Your heart may heal faster than the incision after the bypass surgery. The bypass surgery is not as traumatic and disabling as it used to be. In certain cases, the doctors can perform a bypass while the heart is still beating. This is an advance that will shorten the recovery time and reduce the risk of complications. Relatively the younger patients with fewer health problems and simple blockages tend to have the smoothest operations and quickest recoveries.
The first phase of the heart surgery recovery can last for six to eight weeks. When you are released from the hospital, you’ll be given a set of instructions for the post-surgery care which will help you to heal physically and feel better.
Shorter hospital stays
If all goes well, some patients will be allowed to go home in as little as three days post bypass surgery.
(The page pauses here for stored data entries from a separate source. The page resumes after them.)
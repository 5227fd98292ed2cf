// SPDX-FileCopyrightText: 2025 Caspar Water Company
//
// SPDX-License-Identifier: Apache-2.0

use anyhow::{Context, Result};
use futures::TryStreamExt;
use remotefs::Options;
use tokio::io::{AsyncWrite, AsyncWriteExt};

use crate::common::RfsContext;

/// Stream a remote file to `out`, returning the byte count.
pub async fn cat_command<W>(ctx: &RfsContext, path: &str, out: &mut W) -> Result<u64>
where
    W: AsyncWrite + Unpin,
{
    let client = ctx.create_client()?;
    let reader = client.read(path, Options::default()).await?;
    let mut chunks = std::pin::pin!(reader.into_chunks());

    let mut total = 0u64;
    while let Some(chunk) = chunks.try_next().await? {
        out.write_all(&chunk)
            .await
            .context("Failed to write output")?;
        total += chunk.len() as u64;
    }
    out.flush().await?;
    Ok(total)
}
//! Walk through both measuring paths on a small plot.
//!
//! Usage:
//!   cargo run -p plotarea --example plot_walkthrough -- feet
//!
//! Prints the hand-entered triangles, then the traced boundary split into
//! triangles, each with its area in the chosen unit and in m².

use plotarea::prelude::*;

fn main() {
    let unit: Unit = std::env::args()
        .nth(1)
        .and_then(|s| s.parse().ok())
        .unwrap_or(Unit::Meters);

    let specs = vec![
        TriangleSpec::from_pairs(1, Method::Sss, [("a", "30"), ("b", "40"), ("c", "50")]),
        TriangleSpec::from_pairs(2, Method::Sas, [("sideA", "25"), ("sideB", "18"), ("angleC", "70")]),
        TriangleSpec::from_pairs(3, Method::Asa, [("angleA", "40"), ("angleB", "65"), ("sideC", "22")]),
        TriangleSpec::from_pairs(4, Method::BaseHeight, [("base", "15"), ("height", "")]),
    ];
    let specs = match specs.into_iter().collect::<Result<Vec<_>, _>>() {
        Ok(v) => v,
        Err(e) => {
            eprintln!("bad sample spec: {e}");
            return;
        }
    };
    let (results, summary) = summarize(&specs, unit);
    println!("entered triangles ({unit}):");
    for r in &results {
        println!(
            "  #{:<2} {:<11} valid={:<5} area={:>10.3} {} ({:.3} m²)",
            r.id,
            r.method.name(),
            r.is_valid,
            r.area,
            unit.area_symbol(),
            r.area_in_meters
        );
    }
    println!(
        "  total {:.3} {} = {:.4} acres",
        summary.total_area,
        unit.area_symbol(),
        summary.total_acres
    );

    // Traced boundary in pixels; 120 px span = 36 units.
    let boundary: Vec<Point> = [
        (40.0, 40.0),
        (400.0, 60.0),
        (380.0, 300.0),
        (220.0, 220.0),
        (60.0, 320.0),
    ]
    .into_iter()
    .map(Point::from)
    .collect();
    let scale = ScaleReference::new(120.0, 36.0, unit);
    match measure_boundary(&boundary, &scale, 100) {
        Ok(m) => {
            println!(
                "traced boundary: {} triangles (complete={})",
                m.triangles.len(),
                m.complete
            );
            for r in &m.results {
                println!("  #{} area={:.3} {}", r.id, r.area, unit.area_symbol());
            }
            println!("  total {:.3} {}", m.summary.total_area, unit.area_symbol());
        }
        Err(e) => eprintln!("scale rejected: {e}"),
    }
}
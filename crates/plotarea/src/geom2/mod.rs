//! Planar geometry for plot boundaries.
//!
//! Purpose
//! - Points, triangles and the primitives the kernel is built on (distance,
//!   orientation determinant, containment, shoelace area).
//! - Ear-clipping decomposition of a traced boundary into triangles.
//!
//! Conventions
//! - Coordinates are `f64`; orientation is positive for counterclockwise turns.
//! - Tolerances live in `GeomCfg`.

pub mod rand;
mod primitives;
mod triangulate;
mod types;

pub use primitives::{distance, point_in_triangle, polygon_area, polygon_signed_area, signed_area};
pub use triangulate::{expected_triangle_count, is_complete, triangulate, triangulate_with};
pub use types::{GeomCfg, Point, Triangle};
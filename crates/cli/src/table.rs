//! Triangle specs from CSV tables.
//!
//! Layout: an `id` column, a `method` column, and one column per input field
//! (`a`, `sideA`, `p1x`, …). Every column is read as text so entered numbers
//! survive unchanged; empty cells are unset entries.

use anyhow::{Context, Result};
use plotarea::area::{Method, TriangleSpec};
use polars::prelude::*;
use std::path::Path;

pub fn read_specs_csv(path: &Path) -> Result<Vec<TriangleSpec>> {
    let df = LazyCsvReader::new(path)
        .with_infer_schema_length(Some(0))
        .finish()
        .and_then(|lf| lf.collect())
        .with_context(|| format!("reading {}", path.display()))?;
    tracing::info!(rows = df.height(), cols = df.width(), "input_csv_shape");
    specs_from_frame(&df)
}

pub fn specs_from_frame(df: &DataFrame) -> Result<Vec<TriangleSpec>> {
    let ids = df.column("id").context("missing `id` column")?.str()?;
    let methods = df.column("method").context("missing `method` column")?.str()?;
    let mut fields = Vec::new();
    for col in df.get_columns() {
        let name = col.name().to_string();
        if name != "id" && name != "method" {
            fields.push((name, col.str()?));
        }
    }

    let mut specs = Vec::with_capacity(df.height());
    for row in 0..df.height() {
        let id: u64 = ids
            .get(row)
            .with_context(|| format!("row {row}: missing id"))?
            .trim()
            .parse()
            .with_context(|| format!("row {row}: id is not an unsigned integer"))?;
        let method: Method = methods
            .get(row)
            .with_context(|| format!("row {row}: missing method"))?
            .parse()?;
        let mut spec = TriangleSpec::new(id, method);
        for (name, col) in &fields {
            if let Some(value) = col.get(row) {
                spec.set_input(name, Some(value.to_string()))
                    .with_context(|| format!("row {row}"))?;
            }
        }
        specs.push(spec);
    }
    Ok(specs)
}
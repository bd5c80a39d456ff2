//! Per-triangle area evaluation for the five calculation methods.
//!
//! - SSS: a, b, c > 0 with the strict triangle inequality; Heron's formula.
//! - SAS: both sides > 0 and 0 < C < 180°; `½·a·b·sin C`.
//! - ASA: A, B > 0, c > 0 and A + B < 180°; C = 180° − A − B,
//!   `a = c·sin A / sin C`, area `½·a·c·sin B`.
//! - BaseHeight: base, height > 0; `½·b·h`.
//! - Coordinates: shoelace area above `GeomCfg::eps_degenerate` (rejects collinear points).
//!
//! Incomplete input is the normal state while a user types, so evaluation never
//! fails: invalid specs come back with `is_valid = false` and zero areas.
//!
//! Area in m²: SSS and Coordinates re-evaluate the formula on inputs converted
//! to meters. SAS, ASA and BaseHeight multiply the area by `factor²`, since only
//! some of their inputs are lengths. Both paths rely on every formula being
//! homogeneous of degree 2 in lengths.

use serde::Serialize;

use super::inputs::{Measurements, Method, TriangleInputs, TriangleSpec};
use crate::geom2::{signed_area, GeomCfg};
use crate::units::Unit;

/// Outcome of evaluating one spec in one unit.
#[derive(Clone, Debug, PartialEq, Serialize)]
#[serde(rename_all = "camelCase")]
pub struct CalculationResult {
    pub id: u64,
    /// Ordinal position in the evaluated sequence.
    pub index: usize,
    pub method: Method,
    pub inputs: TriangleInputs,
    /// Square `unit`s.
    pub area: f64,
    pub is_valid: bool,
    pub area_in_meters: f64,
}

/// Evaluate with default tolerances. See [`evaluate_with`].
pub fn evaluate(spec: &TriangleSpec, unit: Unit, index: usize) -> CalculationResult {
    evaluate_with(spec, unit, index, &GeomCfg::default())
}

pub fn evaluate_with(
    spec: &TriangleSpec,
    unit: Unit,
    index: usize,
    cfg: &GeomCfg,
) -> CalculationResult {
    let m = spec.inputs().measurements();
    let (is_valid, area, area_in_meters) = match area_of(&m, cfg) {
        Some(area) => {
            let f = unit.factor();
            let in_meters = if spec.method().rescales_area_by_factor_squared() {
                area * f * f
            } else {
                formula(&m.scale_lengths(f))
            };
            (true, area, in_meters)
        }
        None => (false, 0.0, 0.0),
    };
    CalculationResult {
        id: spec.id,
        index,
        method: spec.method(),
        inputs: spec.inputs().clone(),
        area,
        is_valid,
        area_in_meters,
    }
}

/// Area when the measurements describe a real triangle, `None` otherwise.
pub fn area_of(m: &Measurements, cfg: &GeomCfg) -> Option<f64> {
    if !is_valid(m, cfg) {
        return None;
    }
    Some(formula(m)).filter(|a| a.is_finite())
}

/// Validity predicate per method.
pub fn is_valid(m: &Measurements, cfg: &GeomCfg) -> bool {
    match *m {
        Measurements::Sss { a, b, c } => {
            a > 0.0 && b > 0.0 && c > 0.0 && a < b + c && b < a + c && c < a + b
        }
        Measurements::Sas {
            side_a,
            side_b,
            angle_c,
        } => side_a > 0.0 && side_b > 0.0 && angle_c > 0.0 && angle_c < 180.0,
        Measurements::Asa {
            angle_a,
            angle_b,
            side_c,
        } => angle_a > 0.0 && angle_b > 0.0 && side_c > 0.0 && angle_a + angle_b < 180.0,
        Measurements::BaseHeight { base, height } => base > 0.0 && height > 0.0,
        Measurements::Coordinates { .. } => formula(m) > cfg.eps_degenerate,
    }
}

/// Unchecked area formula per method (angles in degrees).
fn formula(m: &Measurements) -> f64 {
    match *m {
        Measurements::Sss { a, b, c } => {
            let s = (a + b + c) / 2.0;
            (s * (s - a) * (s - b) * (s - c)).max(0.0).sqrt()
        }
        Measurements::Sas {
            side_a,
            side_b,
            angle_c,
        } => 0.5 * side_a * side_b * angle_c.to_radians().sin(),
        Measurements::Asa {
            angle_a,
            angle_b,
            side_c,
        } => {
            let angle_c = 180.0 - angle_a - angle_b;
            let side_a = side_c * angle_a.to_radians().sin() / angle_c.to_radians().sin();
            0.5 * side_a * side_c * angle_b.to_radians().sin()
        }
        Measurements::BaseHeight { base, height } => 0.5 * base * height,
        Measurements::Coordinates { p1, p2, p3 } => 0.5 * signed_area(p1, p2, p3).abs(),
    }
}

#[cfg(test)]
mod tests {
    use super::*;

    fn spec(method: Method, pairs: &[(&str, &str)]) -> TriangleSpec {
        TriangleSpec::from_pairs(1, method, pairs.iter().copied()).unwrap()
    }

    #[test]
    fn heron_right_triangle() {
        let r = evaluate(&spec(Method::Sss, &[("a", "3"), ("b", "4"), ("c", "5")]), Unit::Meters, 0);
        assert!(r.is_valid);
        assert!((r.area - 6.0).abs() < 1e-6);
        assert_eq!(r.area, r.area_in_meters);
    }

    #[test]
    fn triangle_inequality_is_strict() {
        let r = evaluate(&spec(Method::Sss, &[("a", "1"), ("b", "1"), ("c", "3")]), Unit::Meters, 0);
        assert!(!r.is_valid);
        assert_eq!((r.area, r.area_in_meters), (0.0, 0.0));
        let flat = evaluate(&spec(Method::Sss, &[("a", "1"), ("b", "1"), ("c", "2")]), Unit::Meters, 0);
        assert!(!flat.is_valid);
    }

    #[test]
    fn sas_matches_sss() {
        let sss = evaluate(&spec(Method::Sss, &[("a", "3"), ("b", "4"), ("c", "5")]), Unit::Meters, 0);
        let sas = evaluate(
            &spec(Method::Sas, &[("sideA", "3"), ("sideB", "4"), ("angleC", "90")]),
            Unit::Meters,
            0,
        );
        assert!(sas.is_valid);
        assert!((sas.area - sss.area).abs() < 1e-6);
    }

    #[test]
    fn asa_matches_sss() {
        // 3-4-5 triangle: A opposite 3, B opposite 4, c = 5.
        let a = (3.0f64 / 4.0).atan().to_degrees().to_string();
        let b = (4.0f64 / 3.0).atan().to_degrees().to_string();
        let asa = evaluate(
            &spec(Method::Asa, &[("angleA", a.as_str()), ("angleB", b.as_str()), ("sideC", "5")]),
            Unit::Meters,
            0,
        );
        assert!(asa.is_valid);
        assert!((asa.area - 6.0).abs() < 1e-6);
    }

    #[test]
    fn angle_ranges() {
        let straight = spec(Method::Sas, &[("sideA", "3"), ("sideB", "4"), ("angleC", "180")]);
        assert!(!evaluate(&straight, Unit::Meters, 0).is_valid);
        let too_wide = spec(Method::Asa, &[("angleA", "90"), ("angleB", "90"), ("sideC", "2")]);
        assert!(!evaluate(&too_wide, Unit::Meters, 0).is_valid);
        let negative = spec(Method::Asa, &[("angleA", "-10"), ("angleB", "90"), ("sideC", "2")]);
        assert!(!evaluate(&negative, Unit::Meters, 0).is_valid);
    }

    #[test]
    fn base_height() {
        let r = evaluate(&spec(Method::BaseHeight, &[("base", "10"), ("height", "3")]), Unit::Feet, 4);
        assert!(r.is_valid);
        assert_eq!(r.index, 4);
        assert!((r.area - 15.0).abs() < 1e-12);
        assert!((r.area_in_meters - 15.0 * 0.3048 * 0.3048).abs() < 1e-12);
        let zero = evaluate(&spec(Method::BaseHeight, &[("base", "10"), ("height", "0")]), Unit::Feet, 0);
        assert!(!zero.is_valid);
    }

    #[test]
    fn collinear_coordinates_are_degenerate() {
        let line = spec(
            Method::Coordinates,
            &[("p1x", "0"), ("p1y", "0"), ("p2x", "1"), ("p2y", "1"), ("p3x", "2"), ("p3y", "2")],
        );
        let r = evaluate(&line, Unit::Meters, 0);
        assert!(!r.is_valid);
        assert_eq!(r.area, 0.0);

        let tri = spec(
            Method::Coordinates,
            &[("p1x", "0"), ("p1y", "0"), ("p2x", "4"), ("p2y", "0"), ("p3x", "0"), ("p3y", "3")],
        );
        let r = evaluate(&tri, Unit::Inches, 0);
        assert!(r.is_valid);
        assert!((r.area - 6.0).abs() < 1e-12);
        assert!((r.area_in_meters - 6.0 * 0.0254 * 0.0254).abs() < 1e-15);
    }

    #[test]
    fn unset_entries_are_invalid() {
        for method in Method::ALL {
            let r = evaluate(&TriangleSpec::new(9, method), Unit::Meters, 0);
            assert!(!r.is_valid, "{method}");
            assert_eq!(r.area, 0.0);
            assert_eq!(r.area_in_meters, 0.0);
        }
        let partial = spec(Method::Sss, &[("a", "3"), ("b", "x"), ("c", "5")]);
        assert!(!evaluate(&partial, Unit::Meters, 0).is_valid);
    }

    #[test]
    fn feet_scale_by_factor_squared() {
        let r = evaluate(&spec(Method::Sss, &[("a", "3"), ("b", "4"), ("c", "5")]), Unit::Feet, 0);
        assert!((r.area_in_meters - r.area * 0.3048 * 0.3048).abs() < 1e-9);
    }

    #[test]
    fn every_method_is_degree_two_in_lengths() {
        let specs = [
            spec(Method::Sss, &[("a", "7"), ("b", "8"), ("c", "9")]),
            spec(Method::Sas, &[("sideA", "7"), ("sideB", "8"), ("angleC", "35")]),
            spec(Method::Asa, &[("angleA", "40"), ("angleB", "75"), ("sideC", "9")]),
            spec(Method::BaseHeight, &[("base", "7"), ("height", "8")]),
            spec(
                Method::Coordinates,
                &[("p1x", "1"), ("p1y", "1"), ("p2x", "8"), ("p2y", "2"), ("p3x", "3"), ("p3y", "9")],
            ),
        ];
        let cfg = GeomCfg::default();
        for s in &specs {
            let m = s.inputs().measurements();
            for unit in Unit::ALL {
                let f = unit.factor();
                let direct = area_of(&m.scale_lengths(f), &cfg).unwrap();
                let r = evaluate(s, unit, 0);
                assert!(r.is_valid);
                assert!(
                    (r.area_in_meters - direct).abs() <= 1e-12 * direct.max(1.0),
                    "{} in {unit}",
                    s.method()
                );
                assert!((r.area_in_meters - r.area * f * f).abs() <= 1e-12 * direct.max(1.0));
            }
        }
    }
}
As per a study, the patients who get released early after the bypass surgery have no more complications than those who stay longer. In addition to a quick retrun to home cooking, they have another advantage, i.e. they end up spending less for the medical care in the 60 days after leaving the hospital. Usually, it takes a full five days to go home.
Keep the cut made by the surgeon, clean and dry. You will be able to take a bath or shower within a few days post the bypass surgery.
If you have any signs of an infection such as edges pulling apart, more drainage or oozing than usual, fever greater than 100F and redness or warmth around the cut, then call the doctor. You should also call the doctor when the breast bone feels like it shifts, or it pops or cracks when you move.
The pain can be surprising
Tammy Estep, now 50 year old had a quadruple bypass in the year 2004 which taught a hard won lesson about the traditional bypass surgery. No matter how much a patient worries ahead of the time and she too had worried plenty, the aftermath comes as a shock. As per the Buffalo, NY resident, “Doctors cannot tell you how your body will feel.” A heart patient says that, “It is something that you have to experience for yourself”.
Estep’s recovery from the bypass surgery included constipation, a side effect due to the pain medications that she was taking. But the big problem experienced by her was the painful, itchy, eight-inch gash through the center of her sternum. She says, “It’s not the heart that takes times to recovery instead it’s the incision”.
Your doctor will probably prescribe the pain medication before you leave the hospital. You may experience some discomfort around the cut and in the muscles including the tightness, itching, and numbness along the incision. All these are normal but it shouldn’t hurt as much as it did before the surgery.
If you had undergone a bypass surgery then the legs may hurt more than the chest if the surgeon has used the leg veins as grafts. The soreness and stiffness will begin to fade with time and performing gentle exercises will also help.
Cardiac rehab speeds recovery
The slowness of Maiorana’s recovery has pushed him to attend the cardiac rehabilitation program at the local hospital. This rehab program consists of the supervised exercises and nutrition counselling which armed the patient for the recovery ahead. Now he is able to run and lifts weights several times each week. He also follows to a healthy, low fat diet in order to protect his arteries. This also helps reducing the chance he’ll ever have to have his chest opened again.
Making healthy food choices help the healing process. Your doctor will let you know whether you should have to avoid specific things. If you may not feel like eating for a while post surgery then try smaller meals, more often. If your appetite doesn’t return within a few weeks then bring this up with your doctor.
Most people have trouble sleeping post bypass surgery. You should get back to normal slumber pattern within a few months. Call your doctor, if you experience difficulty with sleeping, diet or have pain near the incision post surgery.